Helpful Maven plugins
Assembly, versions, depedency, enforcer surefire, failsafe, sonar, findbugs, pmd

Documentation

  • Wiki
  • Avoid multiple documentation systems

Collaboration

  • Issue tracking
  • Wiki
  • Chat

Blog post on bash ools:
https://mehmandarov.com/cmd-tools-for-developers/

My take: Fun comparison. He even drew a unicorn with rainbow hair and a rainbow tail for the “rainbows and unicorns” slide. A lot of things were covered. And if you know you are supposed to do them, definitely a good review/checklist. There were a few stories. I was hoping for more stories or more on how to sell the need for such tools. [Someone asked about how to sell and he said “you just have to explain it and show the value.” I thought how would be in the talk”]

JavaOne – Disrupting Engineering Education

“Disprupting Engineering Education; Hello from 42”

Speaker: Tony Hendrick, Oleksandra Fedorova & Giacomo Guiulfo

For more blog posts from JavaOne, see the table of contents


https://www.42.us.org

42 Silicon Valley

  • tuition free coding school
  • no teachers
  • no classes
  • when start – can only communicate by Slack
  • the application process starts with two logic games with no instructions. The first test involves memory. If you pass, you get an email with the next steps
  • Then comes the piscine a 4 week crash course in C with daily peer reviewed exercises. Each weekend get an individual and group project. 10-15 hours a day for 28 days. Then whatever want; most students choose 8-10 hour days
  • Staff doesn’t answer questions. They tell you to ask other students. 250-300 students
  • 3-5 year program. Twenty one levels to go through. Self paced
  • Start with writing a C library then can choose branch working with 4 other people
  • high school diploma required only if under 18
  • Supplement with other resources. ex: coursera
  • Buiding open 24×7 so can work when want. Must be in person for tests, grading, etc.
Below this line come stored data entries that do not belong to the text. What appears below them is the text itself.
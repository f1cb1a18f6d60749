mod cli;

use anyhow::Result;
use clap::Parser;
use cli::{formatters, Cli, Commands};
use colored::Colorize;
use std::path::{Path, PathBuf};
use std::process::ExitCode;
use tracing::info;
use tracing_subscriber::EnvFilter;
use valorisation::config::Config;
use valorisation::importers;
use valorisation::ledger::xlsx;
use valorisation::sync::{self, SyncOptions};

fn main() -> ExitCode {
    // Initialize logging; stdout stays free for command output
    tracing_subscriber::fmt()
        .with_env_filter(EnvFilter::try_from_default_env().unwrap_or_else(|_| EnvFilter::new("info")))
        .with_writer(std::io::stderr)
        .init();

    let cli = Cli::parse();
    if cli.no_color {
        colored::control::set_override(false);
    }

    match run(cli) {
        Ok(code) => code,
        Err(e) => {
            eprintln!("{} {:#}", "✗".red().bold(), e);
            ExitCode::FAILURE
        }
    }
}

fn run(cli: Cli) -> Result<ExitCode> {
    let config = Config::load(cli.config.as_deref())?;

    match cli.command {
        Commands::Sync {
            export,
            ledger,
            keep_export,
            dry_run,
        } => {
            let options = SyncOptions {
                ledger_path: ledger,
                keep_export,
                dry_run,
            };
            Ok(handle_sync(&export, &config, &options, cli.json))
        }

        Commands::Parse { export } => {
            let snapshot = importers::import_snapshot(&export, &config.layout)?;
            if cli.json {
                println!("{}", formatters::format_snapshot_json(&snapshot));
            } else {
                println!("{}", formatters::format_snapshot_table(&snapshot));
            }
            Ok(ExitCode::SUCCESS)
        }

        Commands::History { ledger } => {
            let ledger_path = ledger_path(ledger, &config)?;
            if !ledger_path.exists() {
                if cli.json {
                    println!("[]");
                    return Ok(ExitCode::SUCCESS);
                }
                print!("{}", formatters::format_empty_ledger());
                return Ok(ExitCode::SUCCESS);
            }
            let summaries = xlsx::load_ledger(&ledger_path)?.date_summaries();
            if cli.json {
                println!("{}", formatters::format_history_json(&summaries));
            } else {
                print!("{}", formatters::format_history_table(&summaries));
            }
            Ok(ExitCode::SUCCESS)
        }

        Commands::Backups { ledger } => {
            let ledger_path = ledger_path(ledger, &config)?;
            let backups = config.backup_policy_for(&ledger_path).list(&ledger_path)?;
            if cli.json {
                println!("{}", formatters::format_backups_json(&backups));
            } else {
                print!("{}", formatters::format_backups(&backups));
            }
            Ok(ExitCode::SUCCESS)
        }
    }
}

fn ledger_path(explicit: Option<PathBuf>, config: &Config) -> Result<PathBuf> {
    sync::resolve_ledger_path(explicit.as_deref().unwrap_or(config.ledger_path.as_path()))
}

/// Handle sync command
fn handle_sync(export: &Path, config: &Config, options: &SyncOptions, json: bool) -> ExitCode {
    info!("Merging valuation export: {:?}", export);

    let Some(report) = sync::run_sync_report(export, config, options) else {
        println!("\n{} Sync failed, ledger left unchanged", "✗".red().bold());
        return ExitCode::FAILURE;
    };

    if json {
        println!("{}", formatters::format_sync_json(&report));
        return ExitCode::SUCCESS;
    }

    print!("{}", formatters::format_sync_report(&report));
    if options.dry_run {
        println!("\n{} Dry run - no changes saved", "ℹ".blue().bold());
    } else {
        println!("\n{} Ledger updated", "✓".green().bold());
    }
    ExitCode::SUCCESS
}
Want to build face to face skils for office
  • Learn many languages
  • Must do coding internship after a year. Can pause account if get offer or contract job (or family suitation)
  • Funded by philanthropist
  • Grading is pass/fail. If a tiny bit wrong, still fail
  • Paris campus opened in 2013 and US campus opened in 2016. Also have satelitte campuses in a few countries

Branch choices

  • unix – to become systems programmer – make unix commands, shell
  • graphics – math heavy, fractals
  • algorithms – rebuild common algorithms from scratch and then projects

Example Projects

  • Reimplment printf
  • C++ crash course (in a crash course a project is due every 2 days for 2 weeks
  • Mock interviews – algorithms on whiteboard

Staff
10 full time staff
600 students
1024 computers
staff create opportunities – ex: book room for club

Learning Techniques

  • Active learning – few instructions so figure it out
  • Learning through explaining to others
  • Ability to adapt, research ability, speed
  • Randomized team vs choose a team depending on project

42 Embassadors
Volunteer – demos, registration desk at this conference, etc

My take: Interesting approach to learning and building a community of learners. This sounds way better than what the coding bootcamps are trying to do.